--- Data for processing Enclosed Below ---
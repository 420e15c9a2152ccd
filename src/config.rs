// CLI surface, config.toml loading, and validated runtime settings.
//
// Precedence for the serial front-end: CLI flag, then [controller], then
// the [motor] fallback (deadman only), then the built-in default. Values
// out of range are fatal at startup rather than silently clamped.

use std::path::{Path, PathBuf};
use std::time::Duration;

use clap::{Args, Parser, Subcommand};
use serde::Deserialize;
use thiserror::Error;

use crate::topic::{self, TopicError};

pub const DEFAULT_BAUD: u32 = 115_200;
pub const DEFAULT_RAW_MAX: i32 = 2000;
pub const DEFAULT_MAX_MPS: f64 = 0.5;
pub const DEFAULT_DEADMAN_MS: u32 = 300;
pub const DEFAULT_SERIAL_HZ: f64 = 10.0;
pub const DEFAULT_TELEOP_HZ: f64 = 20.0;
pub const DEFAULT_STEP: f64 = 0.10;
pub const DEFAULT_UNIT: &str = "mps";

// Stop burst sizing per trigger site.
pub const BURST_RELEASE: u32 = 2;
pub const BURST_TELEOP_SHUTDOWN: u32 = 3;
pub const BURST_SERIAL_SHUTDOWN: u32 = 5;
pub const STOP_BURST_SPACING: Duration = Duration::from_millis(50);

// Teleop input loop timing.
pub const KEY_POLL_TIMEOUT: Duration = Duration::from_millis(5);
pub const HOLD_TIMEOUT: Duration = Duration::from_millis(250);

// Short relative to any valid publish interval so publish ticks are not
// delayed behind a quiet port.
pub const SERIAL_READ_TIMEOUT: Duration = Duration::from_millis(10);

#[derive(Debug, Error)]
pub enum ConfigError {
    #[error(transparent)]
    Topic(#[from] TopicError),

    #[error("{field} = {value} out of range [{min}, {max}]")]
    OutOfRange {
        field: &'static str,
        value: f64,
        min: f64,
        max: f64,
    },

    #[error("serial device not specified (use --serial or set [controller].serial)")]
    MissingSerialPort,

    #[error("config not found: {0}")]
    FileNotFound(PathBuf),

    #[error("failed to read config {path}: {source}")]
    Read {
        path: PathBuf,
        source: std::io::Error,
    },

    #[error("failed to parse config {path}: {source}")]
    Parse {
        path: PathBuf,
        source: toml::de::Error,
    },

    #[error("zenoh config not found: {0}")]
    ZenohConfigNotFound(PathBuf),

    #[error("invalid zenoh config: {0}")]
    ZenohConfig(String),
}

/// Zenoh remote command-and-telemetry bridge for dmc_robo robots.
#[derive(Debug, Parser)]
#[command(name = "dmc-robo-bridge", version, about)]
pub struct Cli {
    #[command(subcommand)]
    pub command: Command,
}

#[derive(Debug, Subcommand)]
pub enum Command {
    /// Keyboard teleoperation with telemetry readout
    Teleop(TeleopArgs),
    /// Serial controller to motor/cmd bridge
    Serial(SerialArgs),
}

/// Flags shared by both front-ends.
#[derive(Debug, Args)]
pub struct CommonArgs {
    /// Robot identity, e.g. rasp-zero-01
    #[arg(long)]
    pub robot_id: String,

    /// Path to a zenoh json5 config; defaults apply when omitted
    #[arg(long)]
    pub zenoh_config: Option<PathBuf>,

    /// Zenoh mode override applied together with --connect
    #[arg(long, default_value = "peer")]
    pub mode: String,

    /// Connect endpoint override (repeatable), e.g. tcp/192.168.1.10:7447
    #[arg(long = "connect")]
    pub connect: Vec<String>,
}

#[derive(Debug, Args)]
pub struct TeleopArgs {
    #[command(flatten)]
    pub common: CommonArgs,

    /// Velocity step per held key
    #[arg(long, default_value_t = DEFAULT_STEP)]
    pub step: f64,

    /// Motor command publish rate (Hz)
    #[arg(long, default_value_t = DEFAULT_TELEOP_HZ)]
    pub publish_hz: f64,

    /// Deadman timeout carried in motor commands (ms)
    #[arg(long, default_value_t = DEFAULT_DEADMAN_MS)]
    pub deadman_ms: u32,

    /// Explicit dotted path to the gyro vector (autodetected when omitted)
    #[arg(long)]
    pub gyro_path: Option<String>,

    /// Text published to the OLED on connect
    #[arg(long, default_value = "teleop online")]
    pub banner: String,
}

#[derive(Debug, Args)]
pub struct SerialArgs {
    #[command(flatten)]
    pub common: CommonArgs,

    /// Path to config.toml (default: ./config.toml when present)
    #[arg(long)]
    pub config: Option<PathBuf>,

    /// Do not load ./config.toml even if it exists
    #[arg(long)]
    pub no_config: bool,

    /// Serial device path, e.g. /dev/ttyACM0
    #[arg(long)]
    pub serial: Option<String>,

    /// Serial baud rate (USB CDC ignores it but the host needs one)
    #[arg(long)]
    pub baud: Option<u32>,

    /// Raw magnitude that maps to max_mps
    #[arg(long)]
    pub raw_max: Option<i32>,

    /// Velocity at raw_max
    #[arg(long)]
    pub max_mps: Option<f64>,

    /// Deadman timeout carried in motor commands (ms)
    #[arg(long)]
    pub deadman_ms: Option<u32>,

    /// Motor command publish rate (Hz)
    #[arg(long)]
    pub publish_hz: Option<f64>,

    /// Velocity unit label in published commands
    #[arg(long)]
    pub unit: Option<String>,
}

/// Raw `config.toml` contents. Unknown keys are tolerated.
#[derive(Debug, Default, Deserialize)]
pub struct FileConfig {
    #[serde(default)]
    controller: ControllerTable,
    #[serde(default)]
    motor: MotorTable,
}

#[derive(Debug, Default, Deserialize)]
struct ControllerTable {
    serial: Option<String>,
    baud: Option<u32>,
    raw_max: Option<i32>,
    max_mps: Option<f64>,
    deadman_ms: Option<u32>,
    publish_hz: Option<f64>,
    unit: Option<String>,
}

#[derive(Debug, Default, Deserialize)]
struct MotorTable {
    deadman_ms: Option<u32>,
}

impl FileConfig {
    pub fn load(path: &Path) -> Result<Self, ConfigError> {
        let text = std::fs::read_to_string(path).map_err(|source| {
            if source.kind() == std::io::ErrorKind::NotFound {
                ConfigError::FileNotFound(path.to_path_buf())
            } else {
                ConfigError::Read {
                    path: path.to_path_buf(),
                    source,
                }
            }
        })?;
        toml::from_str(&text).map_err(|source| ConfigError::Parse {
            path: path.to_path_buf(),
            source,
        })
    }
}

/// Pick the config file per the CLI flags: explicit path, or ./config.toml
/// when it exists, or nothing.
fn resolve_file(config: Option<&Path>, no_config: bool) -> Result<FileConfig, ConfigError> {
    if no_config {
        return Ok(FileConfig::default());
    }
    if let Some(path) = config {
        return FileConfig::load(path);
    }
    let fallback = Path::new("config.toml");
    if fallback.exists() {
        FileConfig::load(fallback)
    } else {
        Ok(FileConfig::default())
    }
}

/// Endpoint overrides for the zenoh session.
#[derive(Debug, Clone)]
pub struct ZenohOpts {
    pub config: Option<PathBuf>,
    pub mode: String,
    pub connect: Vec<String>,
}

impl From<&CommonArgs> for ZenohOpts {
    fn from(common: &CommonArgs) -> Self {
        Self {
            config: common.zenoh_config.clone(),
            mode: common.mode.clone(),
            connect: common.connect.clone(),
        }
    }
}

fn check_range(field: &'static str, value: f64, min: f64, max: f64) -> Result<(), ConfigError> {
    if !value.is_finite() || value < min || value > max {
        return Err(ConfigError::OutOfRange {
            field,
            value,
            min,
            max,
        });
    }
    Ok(())
}

/// Validated settings for the teleop front-end.
#[derive(Debug, Clone)]
pub struct TeleopConfig {
    pub robot_id: String,
    pub zenoh: ZenohOpts,
    pub step: f64,
    pub publish_hz: f64,
    pub deadman_ms: u32,
    pub gyro_path: Option<String>,
    pub banner: String,
}

impl TeleopConfig {
    pub fn from_args(args: TeleopArgs) -> Result<Self, ConfigError> {
        topic::validate_robot_id(&args.common.robot_id)?;
        check_range("step", args.step, 0.0, 2.0)?;
        check_range("publish_hz", args.publish_hz, 1.0, 60.0)?;
        check_range("deadman_ms", args.deadman_ms as f64, 50.0, 2000.0)?;
        Ok(Self {
            zenoh: ZenohOpts::from(&args.common),
            robot_id: args.common.robot_id,
            step: args.step,
            publish_hz: args.publish_hz,
            deadman_ms: args.deadman_ms,
            gyro_path: args.gyro_path,
            banner: args.banner,
        })
    }
}

/// Validated settings for the serial front-end.
#[derive(Debug, Clone)]
pub struct SerialConfig {
    pub robot_id: String,
    pub zenoh: ZenohOpts,
    pub serial_port: String,
    pub baud: u32,
    pub raw_max: i32,
    pub max_mps: f64,
    pub deadman_ms: u32,
    pub publish_hz: f64,
    pub unit: String,
}

impl SerialConfig {
    pub fn from_args(args: SerialArgs) -> Result<Self, ConfigError> {
        let file = resolve_file(args.config.as_deref(), args.no_config)?;
        Self::merge(args, file)
    }

    /// Merge CLI flags over file values over defaults, then validate.
    fn merge(args: SerialArgs, file: FileConfig) -> Result<Self, ConfigError> {
        topic::validate_robot_id(&args.common.robot_id)?;

        let controller = file.controller;
        let serial_port = args
            .serial
            .or(controller.serial)
            .filter(|s| !s.trim().is_empty())
            .ok_or(ConfigError::MissingSerialPort)?;

        let baud = args.baud.or(controller.baud).unwrap_or(DEFAULT_BAUD);
        let raw_max = args.raw_max.or(controller.raw_max).unwrap_or(DEFAULT_RAW_MAX);
        let max_mps = args.max_mps.or(controller.max_mps).unwrap_or(DEFAULT_MAX_MPS);
        let publish_hz = args
            .publish_hz
            .or(controller.publish_hz)
            .unwrap_or(DEFAULT_SERIAL_HZ);
        // [controller] overrides the [motor] deadman fallback
        let deadman_ms = args
            .deadman_ms
            .or(controller.deadman_ms)
            .or(file.motor.deadman_ms)
            .unwrap_or(DEFAULT_DEADMAN_MS);
        let unit = args
            .unit
            .or(controller.unit)
            .unwrap_or_else(|| DEFAULT_UNIT.to_string());

        check_range("baud", baud as f64, 1200.0, 2_000_000.0)?;
        check_range("raw_max", raw_max as f64, 1.0, 10_000.0)?;
        check_range("max_mps", max_mps, 0.0, 5.0)?;
        check_range("publish_hz", publish_hz, 1.0, 60.0)?;
        check_range("deadman_ms", deadman_ms as f64, 50.0, 2000.0)?;

        Ok(Self {
            zenoh: ZenohOpts::from(&args.common),
            robot_id: args.common.robot_id,
            serial_port,
            baud,
            raw_max,
            max_mps,
            deadman_ms,
            publish_hz,
            unit,
        })
    }
}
--- End of Enclosed Data for processing ---
▶ _To do_: Bring together all lines in the records where the word "CommonArgs" is found.

▶ _Solution to the problem_:
pub struct CommonArgs {
    pub common: CommonArgs,
    pub common: CommonArgs,
impl From<&CommonArgs> for ZenohOpts {
    fn from(common: &CommonArgs) -> Self {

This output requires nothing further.